Hmm...
ok, but in when I call parse, then my ContentHandler.characters() callback gets
a char [],
and this is passed as:
(Pdb) ch
array('c', '\xa9 2010 Crane Data LLC. All rights reserved.')
so when I try unicode I get an error:
(Pdb) ch.tounicode()
*** ValueError: tounicode() may only be called on type 'u' arrays
So it would seem to me that in fact I'm not getting a unicode string here. When
I try to decode in various codecs, I get problems. One question is what is the
standard name for "UCS-2" -- as when I try to use that name it fails; is it a
subset of utf-16?
-- Shaun
On Dec 20, 2010, at 5:10 AM, Nick Burch wrote:
> On Mon, 20 Dec 2010, Shaun Cutts wrote:
>> As you are being used for scraping purposes, however, you should probably be
>> able to read anything excel can write, including inconsistent unicode. (If
>> it is inconsistent -- I note that I don't receive a "processingInstruction"
>> callback to write the document encoding type from the parser.
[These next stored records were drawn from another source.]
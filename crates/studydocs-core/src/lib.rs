// Copyright 2025 Fernando Borretti
//
// Licensed under the Apache License, Version 2.0 (the "License");
// you may not use this file except in compliance with the License.
// You may obtain a copy of the License at
//
//     http://www.apache.org/licenses/LICENSE-2.0
//
// Unless required by applicable law or agreed to in writing, software
// distributed under the License is distributed on an "AS IS" BASIS,
// WITHOUT WARRANTIES OR CONDITIONS OF ANY KIND, either express or implied.
// See the License for the specific language governing permissions and
// limitations under the License.

//! studydocs-core: paginated PDF export of study material.
//!
//! Two kinds of document are built here:
//! - Flashcard sets, laid out as fixed-height question/answer cards
//! - Progress reports with overview statistics, topics, and recent activity
//!
//! Builders draw onto an in-memory [`canvas::Canvas`]; [`writer`] turns the
//! finished [`canvas::Document`] into PDF bytes and hands them to a
//! [`writer::DocumentSink`].

pub mod builder;
pub mod canvas;
pub mod config;
pub mod error;
pub mod export;
pub mod filename;
pub mod layout;
pub mod types;
pub mod writer;

// Re-exports for convenience
pub use config::ExportConfig;
pub use error::{ErrorReport, Fallible, fail};
pub use export::{Export, Exporter};
#[cfg(feature = "clock")]
pub use export::{export_flashcards_to_pdf, export_progress_to_pdf};
pub use types::date::Date;
pub use types::flashcard::{Flashcard, FlashcardSet};
pub use types::progress::{Analytics, ProgressStats, RawProgress};
pub use types::timestamp::Timestamp;
pub use writer::{DirectorySink, DocumentSink, MemorySink};
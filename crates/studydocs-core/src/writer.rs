// Copyright 2025 Fernando Borretti
//
// Licensed under the Apache License, Version 2.0 (the "License");
// you may not use this file except in compliance with the License.
// You may obtain a copy of the License at
//
//     http://www.apache.org/licenses/LICENSE-2.0
//
// Unless required by applicable law or agreed to in writing, software
// distributed under the License is distributed on an "AS IS" BASIS,
// WITHOUT WARRANTIES OR CONDITIONS OF ANY KIND, either express or implied.
// See the License for the specific language governing permissions and
// limitations under the License.

//! Serializing finished documents to PDF and handing them to a sink.

use std::fs::create_dir_all;
use std::fs::write;
use std::path::Component;
use std::path::Path;
use std::path::PathBuf;

use lopdf::Object;
use lopdf::Stream;
use lopdf::StringFormat;
use lopdf::content::Content;
use lopdf::content::Operation;
use lopdf::dictionary;

use crate::canvas::Color;
use crate::canvas::Document;
use crate::canvas::DrawCommand;
use crate::canvas::Page;
use crate::canvas::metrics::FontWeight;
use crate::canvas::metrics::MM_PER_PT;
use crate::error::Fallible;
use crate::error::fail;
use crate::types::timestamp::Timestamp;

/// Bezier control distance for a quarter circle of radius 1.
const KAPPA: f32 = 0.552_284_8;
const BORDER_WIDTH_PT: f32 = 0.6;

/// Values for the PDF document information dictionary.
#[derive(Clone, Debug, PartialEq)]
pub struct DocumentInfo {
    pub title: String,
    pub creator: String,
    pub created_at: Timestamp,
}

/// Where rendered documents end up.
pub trait DocumentSink {
    fn save(&mut self, filename: &str, bytes: &[u8]) -> Fallible<()>;
}

/// Writes documents into a directory, creating it if needed.
pub struct DirectorySink {
    dir: PathBuf,
}

impl DirectorySink {
    pub fn new(dir: impl Into<PathBuf>) -> Self {
        Self { dir: dir.into() }
    }

    /// The path a document with this filename is written to.
    pub fn path_for(&self, filename: &str) -> PathBuf {
        self.dir.join(filename)
    }
}

impl DocumentSink for DirectorySink {
    fn save(&mut self, filename: &str, bytes: &[u8]) -> Fallible<()> {
        let mut components = Path::new(filename).components();
        match (components.next(), components.next()) {
            (Some(Component::Normal(_)), None) => {}
            _ => return fail(format!("invalid filename: '{filename}'")),
        }
        create_dir_all(&self.dir)?;
        let path = self.path_for(filename);
        write(&path, bytes)?;
        log::debug!("Wrote {} bytes to {}", bytes.len(), path.display());
        Ok(())
    }
}

/// Keeps saved documents in memory.
#[derive(Default)]
pub struct MemorySink {
    pub saved: Vec<(String, Vec<u8>)>,
}

impl DocumentSink for MemorySink {
    fn save(&mut self, filename: &str, bytes: &[u8]) -> Fallible<()> {
        self.saved.push((filename.to_string(), bytes.to_vec()));
        Ok(())
    }
}

/// Render `document` and pass the bytes to `sink`. Nothing reaches the sink
/// if rendering fails.
pub fn save(
    document: &Document,
    filename: &str,
    info: &DocumentInfo,
    sink: &mut dyn DocumentSink,
) -> Fallible<()> {
    let bytes = render(document, info)?;
    log::info!(
        "Saving {filename} ({} page(s), {} bytes)",
        document.page_count(),
        bytes.len()
    );
    sink.save(filename, &bytes)
}

/// Serialize `document` to PDF.
pub fn render(document: &Document, info: &DocumentInfo) -> Fallible<Vec<u8>> {
    let mut doc = lopdf::Document::with_version("1.5");
    let pages_id = doc.new_object_id();

    let regular_id = doc.add_object(font_dictionary(FontWeight::Normal));
    let bold_id = doc.add_object(font_dictionary(FontWeight::Bold));
    let resources_id = doc.add_object(dictionary! {
        "Font" => dictionary! {
            font_resource(FontWeight::Normal) => regular_id,
            font_resource(FontWeight::Bold) => bold_id,
        },
    });

    let mut kids: Vec<Object> = Vec::with_capacity(document.page_count());
    for page in document.pages() {
        let content = Content {
            operations: page_operations(page),
        };
        let content_id = doc.add_object(Stream::new(dictionary! {}, content.encode()?));
        let size = page.size();
        let page_id = doc.add_object(dictionary! {
            "Type" => "Page",
            "Parent" => pages_id,
            "Contents" => content_id,
            "Resources" => resources_id,
            "MediaBox" => vec![
                Object::Integer(0),
                Object::Integer(0),
                pt(size.width).into(),
                pt(size.height).into(),
            ],
        });
        kids.push(page_id.into());
    }

    let pages = dictionary! {
        "Type" => "Pages",
        "Count" => Object::Integer(kids.len() as i64),
        "Kids" => kids,
    };
    doc.objects.insert(pages_id, Object::Dictionary(pages));

    let catalog_id = doc.add_object(dictionary! {
        "Type" => "Catalog",
        "Pages" => pages_id,
    });
    doc.trailer.set("Root", catalog_id);

    let created = info.created_at.into_inner().format("D:%Y%m%d%H%M%SZ").to_string();
    let info_id = doc.add_object(dictionary! {
        "Title" => Object::string_literal(encode_text(&info.title)),
        "Creator" => Object::string_literal(encode_text(&info.creator)),
        "Producer" => Object::string_literal(concat!("studydocs ", env!("CARGO_PKG_VERSION"))),
        "CreationDate" => Object::string_literal(created),
    });
    doc.trailer.set("Info", info_id);

    doc.compress();
    let mut buffer = Vec::new();
    doc.save_to(&mut buffer)?;
    Ok(buffer)
}

fn font_resource(weight: FontWeight) -> &'static str {
    match weight {
        FontWeight::Normal => "F1",
        FontWeight::Bold => "F2",
    }
}

fn font_dictionary(weight: FontWeight) -> lopdf::Dictionary {
    dictionary! {
        "Type" => "Font",
        "Subtype" => "Type1",
        "BaseFont" => weight.base_font(),
        "Encoding" => "WinAnsiEncoding",
    }
}

fn pt(mm: f32) -> f32 {
    mm / MM_PER_PT
}

fn color_operands(color: Color) -> Vec<Object> {
    let (r, g, b) = color.unit();
    vec![r.into(), g.into(), b.into()]
}

fn page_operations(page: &Page) -> Vec<Operation> {
    let height = page.size().height;
    // Flip from top-left millimetres to bottom-left points.
    let y_pt = |y: f32| pt(height - y);
    let mut ops = Vec::new();
    for command in page.commands() {
        match command {
            DrawCommand::FilledRect { x, y, w, h, color } => {
                ops.push(Operation::new("rg", color_operands(*color)));
                ops.push(Operation::new(
                    "re",
                    vec![
                        pt(*x).into(),
                        y_pt(y + h).into(),
                        pt(*w).into(),
                        pt(*h).into(),
                    ],
                ));
                ops.push(Operation::new("f", vec![]));
            }
            DrawCommand::RoundedRect {
                x,
                y,
                w,
                h,
                radius,
                fill,
                border,
            } => {
                ops.push(Operation::new("rg", color_operands(*fill)));
                if let Some(border) = border {
                    ops.push(Operation::new("RG", color_operands(*border)));
                    ops.push(Operation::new("w", vec![BORDER_WIDTH_PT.into()]));
                }
                rounded_path(
                    &mut ops,
                    pt(*x),
                    y_pt(y + h),
                    pt(*w),
                    pt(*h),
                    pt(*radius),
                );
                let paint = if border.is_some() { "B" } else { "f" };
                ops.push(Operation::new(paint, vec![]));
            }
            DrawCommand::Text {
                text,
                x,
                y,
                size,
                weight,
                color,
            } => {
                ops.push(Operation::new("rg", color_operands(*color)));
                ops.push(Operation::new("BT", vec![]));
                ops.push(Operation::new(
                    "Tf",
                    vec![font_resource(*weight).into(), (*size).into()],
                ));
                ops.push(Operation::new(
                    "Tm",
                    vec![
                        Object::Integer(1),
                        Object::Integer(0),
                        Object::Integer(0),
                        Object::Integer(1),
                        pt(*x).into(),
                        y_pt(*y).into(),
                    ],
                ));
                ops.push(Operation::new(
                    "Tj",
                    vec![Object::String(encode_text(text), StringFormat::Literal)],
                ));
                ops.push(Operation::new("ET", vec![]));
            }
        }
    }
    ops
}

/// Rounded rectangle path with its lower-left corner at (`x`, `y`), in PDF
/// user space.
fn rounded_path(ops: &mut Vec<Operation>, x: f32, y: f32, w: f32, h: f32, r: f32) {
    let k = r * KAPPA;
    let (right, top) = (x + w, y + h);
    let op = |name: &str, values: &[f32]| {
        Operation::new(name, values.iter().map(|v| Object::from(*v)).collect())
    };
    ops.push(op("m", &[x + r, y]));
    ops.push(op("l", &[right - r, y]));
    ops.push(op("c", &[right - r + k, y, right, y + r - k, right, y + r]));
    ops.push(op("l", &[right, top - r]));
    ops.push(op("c", &[right, top - r + k, right - r + k, top, right - r, top]));
    ops.push(op("l", &[x + r, top]));
    ops.push(op("c", &[x + r - k, top, x, top - r + k, x, top - r]));
    ops.push(op("l", &[x, y + r]));
    ops.push(op("c", &[x, y + r - k, x + r - k, y, x + r, y]));
    ops.push(op("h", &[]));
}

/// Encode text for a WinAnsiEncoding simple font. Characters the encoding
/// lacks become `?`.
pub fn encode_text(text: &str) -> Vec<u8> {
    text.chars()
        .map(|ch| match ch {
            '\u{20}'..='\u{7E}' | '\u{A0}'..='\u{FF}' => ch as u8,
            '\u{20AC}' => 0x80,
            '\u{201A}' => 0x82,
            '\u{201E}' => 0x84,
            '\u{2026}' => 0x85,
            '\u{2018}' => 0x91,
            '\u{2019}' => 0x92,
            '\u{201C}' => 0x93,
            '\u{201D}' => 0x94,
            '\u{2022}' => 0x95,
            '\u{2013}' => 0x96,
            '\u{2014}' => 0x97,
            '\u{2122}' => 0x99,
            '\t' => b' ',
            _ => b'?',
        })
        .collect()
}

#[cfg(test)]
mod tests {
    use super::*;
    use crate::canvas::Canvas;
    use crate::canvas::PageSize;
    use crate::canvas::TextStyle;
    use crate::error::ErrorReport;

    fn info() -> DocumentInfo {
        DocumentInfo {
            title: "Algebra Flashcards".to_string(),
            creator: "Study Assistant".to_string(),
            created_at: Timestamp::from_millis(1_760_000_000_000).unwrap(),
        }
    }

    fn sample(pages: usize) -> Document {
        let mut canvas = Canvas::new(PageSize::A4);
        for i in 0..pages {
            if i > 0 {
                canvas.new_page();
            }
            canvas.fill_rect(0.0, 0.0, 210.0, 30.0, Color::rgb(59, 130, 246));
            canvas.rounded_rect(20.0, 60.0, 170.0, 70.0, 3.0, Color::rgb(248, 250, 252), Some(Color::rgb(0, 0, 0)));
            canvas.text(&format!("Page {}", i + 1), 20.0, 19.0, TextStyle::new(12.0, Color::rgb(0, 0, 0)).bold());
        }
        canvas.finish()
    }

    #[test]
    fn test_render_produces_loadable_pdf() -> Fallible<()> {
        let bytes = render(&sample(3), &info())?;
        assert!(bytes.starts_with(b"%PDF-1.5"));
        let loaded = lopdf::Document::load_mem(&bytes)?;
        assert_eq!(loaded.get_pages().len(), 3);
        Ok(())
    }

    #[test]
    fn test_encode_text() {
        assert_eq!(encode_text("Café"), vec![b'C', b'a', b'f', 0xE9]);
        assert_eq!(encode_text("\u{2022} \u{00BB}"), vec![0x95, b' ', 0xBB]);
        assert_eq!(encode_text("日本"), b"??".to_vec());
    }

    #[test]
    fn test_memory_sink() -> Fallible<()> {
        let mut sink = MemorySink::default();
        save(&sample(1), "algebra_flashcards.pdf", &info(), &mut sink)?;
        assert_eq!(sink.saved.len(), 1);
        assert_eq!(sink.saved[0].0, "algebra_flashcards.pdf");
        assert!(sink.saved[0].1.starts_with(b"%PDF"));
        Ok(())
    }

    #[test]
    fn test_directory_sink_creates_directory() -> Fallible<()> {
        let root = tempfile::tempdir()?;
        let dir = root.path().join("nested/exports");
        let mut sink = DirectorySink::new(&dir);
        save(&sample(2), "report.pdf", &info(), &mut sink)?;
        let bytes = std::fs::read(dir.join("report.pdf"))?;
        assert_eq!(lopdf::Document::load_mem(&bytes)?.get_pages().len(), 2);
        Ok(())
    }

    #[test]
    fn test_directory_sink_rejects_paths() -> Fallible<()> {
        let root = tempfile::tempdir()?;
        let mut sink = DirectorySink::new(root.path());
        for name in ["../escape.pdf", "a/b.pdf", ""] {
            assert!(sink.save(name, b"%PDF").is_err(), "{name} accepted");
        }
        Ok(())
    }

    struct FailingSink;

    impl DocumentSink for FailingSink {
        fn save(&mut self, _filename: &str, _bytes: &[u8]) -> Fallible<()> {
            fail("permission denied")
        }
    }

    #[test]
    fn test_sink_errors_propagate() {
        let result = save(&sample(1), "x.pdf", &info(), &mut FailingSink);
        assert_eq!(result, Err(ErrorReport::new("permission denied")));
    }
}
Are you
>> assuming anything about the text encoding that might not be always valid
>> even in a properly formed excel file?)
>
> Excel stores strings in one of two formats, basically US-ASCII or UCS-2. POI,
> which is the library Tika uses internally, handles all that for you.
> Everything you get as Java strings ought to be correctly handled as regular
> Java unicode strings
>
> Nick